**Collection entries**
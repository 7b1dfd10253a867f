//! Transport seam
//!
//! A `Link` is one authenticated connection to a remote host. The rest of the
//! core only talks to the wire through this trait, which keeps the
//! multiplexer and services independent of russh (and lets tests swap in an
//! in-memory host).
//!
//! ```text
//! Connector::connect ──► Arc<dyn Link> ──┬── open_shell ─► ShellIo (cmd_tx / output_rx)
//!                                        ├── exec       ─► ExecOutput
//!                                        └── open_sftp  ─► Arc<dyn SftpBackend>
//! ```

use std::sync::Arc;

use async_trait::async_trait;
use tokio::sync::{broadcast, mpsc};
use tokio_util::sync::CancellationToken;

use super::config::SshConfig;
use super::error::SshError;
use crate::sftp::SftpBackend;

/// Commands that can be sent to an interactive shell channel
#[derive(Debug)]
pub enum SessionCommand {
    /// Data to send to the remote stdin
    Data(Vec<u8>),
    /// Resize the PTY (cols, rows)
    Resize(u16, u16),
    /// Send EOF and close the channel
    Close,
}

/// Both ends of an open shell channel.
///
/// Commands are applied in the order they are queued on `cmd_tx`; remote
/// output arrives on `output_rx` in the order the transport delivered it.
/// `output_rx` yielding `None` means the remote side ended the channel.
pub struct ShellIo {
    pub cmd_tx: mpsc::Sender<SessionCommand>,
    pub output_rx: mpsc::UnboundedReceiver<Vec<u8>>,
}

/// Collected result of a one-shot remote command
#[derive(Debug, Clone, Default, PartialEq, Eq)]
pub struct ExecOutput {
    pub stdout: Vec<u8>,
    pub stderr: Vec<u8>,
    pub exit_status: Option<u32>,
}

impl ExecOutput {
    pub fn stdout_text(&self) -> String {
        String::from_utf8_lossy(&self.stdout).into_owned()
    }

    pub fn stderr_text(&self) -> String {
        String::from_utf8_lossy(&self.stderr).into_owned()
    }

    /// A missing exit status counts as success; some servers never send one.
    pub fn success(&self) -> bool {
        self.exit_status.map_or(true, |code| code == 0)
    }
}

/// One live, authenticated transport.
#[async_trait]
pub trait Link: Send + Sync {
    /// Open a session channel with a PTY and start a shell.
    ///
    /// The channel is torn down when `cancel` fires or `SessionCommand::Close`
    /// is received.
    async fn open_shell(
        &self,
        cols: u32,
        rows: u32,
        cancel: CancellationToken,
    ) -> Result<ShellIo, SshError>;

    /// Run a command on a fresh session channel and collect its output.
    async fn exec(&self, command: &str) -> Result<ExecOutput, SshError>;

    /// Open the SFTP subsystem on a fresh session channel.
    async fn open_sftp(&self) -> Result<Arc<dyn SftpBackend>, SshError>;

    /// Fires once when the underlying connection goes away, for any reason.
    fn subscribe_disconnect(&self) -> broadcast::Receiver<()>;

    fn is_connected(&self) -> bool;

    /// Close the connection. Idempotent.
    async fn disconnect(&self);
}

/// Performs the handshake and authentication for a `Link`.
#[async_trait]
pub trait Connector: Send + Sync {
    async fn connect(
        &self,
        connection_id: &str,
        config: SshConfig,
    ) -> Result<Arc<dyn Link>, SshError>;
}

**TASK DIRECTIONS**
Whenever a line includes the word "fresh", pull it out of the entries.

**RESPONSE TO THE EXERCISE**
    /// Run a command on a fresh session channel and collect its output.
    /// Open the SFTP subsystem on a fresh session channel.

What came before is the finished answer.